Aufgrund der vorliegenden Fakten und Indizien hat die Kampagne für Entschuldung und Entschädigung im Südlichen Afrika (KEESA) den Entscheid der Bundesanwaltschaft, das Strafverfahren gegen Peter Regli einzustellen dannzumal kritisiert. Sie erwartet jetzt von den Ständerätinnen und Ständeräten, dass sie mit engagierten Voten der Interpellation Inderkum entgegentreten. Denn weder darf Peter Regli politisch weiss gewaschen, noch im Nachhinein die – von der GPDel ebenfalls monierte – Apartheid freundliche Politik des militärischen Nachrichtendienstes unter seiner Führung gutgeheissen werden.

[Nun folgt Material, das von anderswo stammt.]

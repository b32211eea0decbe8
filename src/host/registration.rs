//! One-time registration of this machine as an inference host.
//!
//! Registration is opportunistic: it runs only when the user is
//! authenticated and no host secret is stored yet, and any failure is logged
//! and swallowed. Because the secret stays absent after a failure, the next
//! initialization pass tries again.

use std::sync::Arc;
use std::time::Duration;

use async_trait::async_trait;
use serde::{Deserialize, Serialize};
use sysinfo::System;

use super::auth::AuthStateProvider;
use super::errors::RegistrationError;
use crate::settings::SettingsService;

/// Region tag sent with every registration.
pub const HOST_REGION: &str = "local";

const REGISTER_TIMEOUT: Duration = Duration::from_secs(15);

// ─── Types ──────────────────────────────────────────────────────────────────

/// What the backend account learns about this machine.
#[derive(Debug, Clone, PartialEq, Eq, Serialize, Deserialize)]
#[serde(rename_all = "camelCase")]
pub struct HostDescriptor {
    pub machine_name: String,
    pub os_name: String,
    pub os_version: String,
    pub arch: String,
    pub region: String,
}

impl HostDescriptor {
    /// Describe the local machine.
    pub fn detect() -> Self {
        Self {
            machine_name: System::host_name().unwrap_or_else(|| "unknown-host".to_string()),
            os_name: System::name().unwrap_or_else(|| std::env::consts::OS.to_string()),
            os_version: System::long_os_version()
                .or_else(System::os_version)
                .unwrap_or_else(|| "Unknown".to_string()),
            arch: std::env::consts::ARCH.to_string(),
            region: HOST_REGION.to_string(),
        }
    }
}

/// Credentials issued for this host.
#[derive(Debug, Clone, PartialEq, Eq, Serialize, Deserialize)]
#[serde(rename_all = "camelCase")]
pub struct HostRegistrationRecord {
    pub host_id: String,
    pub secret_key: String,
}

/// Performs the registration call.
#[async_trait]
pub trait HostRegistrar: Send + Sync {
    async fn register(
        &self,
        client_key: &str,
        host: &HostDescriptor,
    ) -> Result<HostRegistrationRecord, RegistrationError>;
}

// ─── HTTP Registrar ─────────────────────────────────────────────────────────

/// Registrar that posts the descriptor to `{base_url}/hosts/register`.
pub struct HttpHostRegistrar {
    http: reqwest::Client,
    base_url: String,
}

impl HttpHostRegistrar {
    pub fn new(base_url: impl Into<String>) -> Result<Self, RegistrationError> {
        let base_url = base_url.into().trim_end_matches('/').to_string();
        let http = reqwest::Client::builder()
            .timeout(REGISTER_TIMEOUT)
            .build()
            .map_err(|e| RegistrationError::Transport {
                endpoint: base_url.clone(),
                reason: format!("failed to build HTTP client: {e}"),
            })?;
        Ok(Self { http, base_url })
    }
}

#[async_trait]
impl HostRegistrar for HttpHostRegistrar {
    async fn register(
        &self,
        client_key: &str,
        host: &HostDescriptor,
    ) -> Result<HostRegistrationRecord, RegistrationError> {
        let url = format!("{}/hosts/register", self.base_url);

        let response = self
            .http
            .post(&url)
            .bearer_auth(client_key)
            .json(host)
            .send()
            .await
            .map_err(|e| RegistrationError::Transport {
                endpoint: url.clone(),
                reason: e.to_string(),
            })?;

        let status = response.status();
        if !status.is_success() {
            let body = response.text().await.unwrap_or_default();
            return Err(RegistrationError::Rejected {
                status: status.as_u16(),
                body,
            });
        }

        let record: HostRegistrationRecord =
            response
                .json()
                .await
                .map_err(|e| RegistrationError::MalformedResponse {
                    reason: e.to_string(),
                })?;

        if record.host_id.trim().is_empty() || record.secret_key.trim().is_empty() {
            return Err(RegistrationError::MalformedResponse {
                reason: "empty hostId or secretKey".into(),
            });
        }

        Ok(record)
    }
}

// ─── Guard ──────────────────────────────────────────────────────────────────

/// What [`HostRegistrationGuard::ensure_registered`] did.
#[derive(Debug, Clone, Copy, PartialEq, Eq)]
pub enum RegistrationOutcome {
    NotAuthenticated,
    AlreadyRegistered,
    Registered,
    /// The attempt failed; it will be retried on the next initialization.
    Failed,
}

pub struct HostRegistrationGuard {
    auth: Arc<dyn AuthStateProvider>,
    registrar: Arc<dyn HostRegistrar>,
    settings: Arc<SettingsService>,
}

impl HostRegistrationGuard {
    pub fn new(
        auth: Arc<dyn AuthStateProvider>,
        registrar: Arc<dyn HostRegistrar>,
        settings: Arc<SettingsService>,
    ) -> Self {
        Self {
            auth,
            registrar,
            settings,
        }
    }

    /// Register this machine if authenticated and no secret is stored.
    /// Never fails; see [`RegistrationOutcome`].
    pub async fn ensure_registered(&self) -> RegistrationOutcome {
        let auth = self.auth.auth_state();
        if !auth.is_authenticated() {
            tracing::debug!("host registration skipped: not authenticated");
            return RegistrationOutcome::NotAuthenticated;
        }

        if self.settings.snapshot().await.has_secret_key() {
            tracing::debug!("host registration skipped: secret already stored");
            return RegistrationOutcome::AlreadyRegistered;
        }

        let host = HostDescriptor::detect();
        tracing::info!(
            machine = %host.machine_name,
            os = %host.os_name,
            os_version = %host.os_version,
            account = %auth.account_id,
            "registering local host"
        );

        let record = match self.registrar.register(&auth.client_key, &host).await {
            Ok(record) => record,
            Err(e) => {
                tracing::warn!(error = %e, "host registration failed, will retry on next init");
                return RegistrationOutcome::Failed;
            }
        };

        let stored = self
            .settings
            .update_and_save(|s| {
                s.host_id = Some(record.host_id.clone());
                s.secret_key = Some(record.secret_key.clone());
            })
            .await;
        if let Err(e) = stored {
            tracing::warn!(error = %e, "host registered but settings could not be saved");
            return RegistrationOutcome::Failed;
        }

        tracing::info!(host_id = %record.host_id, "host registered");
        RegistrationOutcome::Registered
    }
}

// ─── Tests ──────────────────────────────────────────────────────────────────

In den letzten Jahren sind immer wieder neue Tatsachen aufgetaucht, welche eine Neubeurteilung der schweizerischen Zusammenarbeit mit Südafrika nötig machten. Gegenwärtig sind neue Recherchen im Gange. Das Kapitel über die Beziehungen Schweiz – Apartheidstaat, wie auch zur Rolle des schweizerischen Nachrichtendienstes und dessen Chef Peter Regli ist noch lange nicht geschlossen.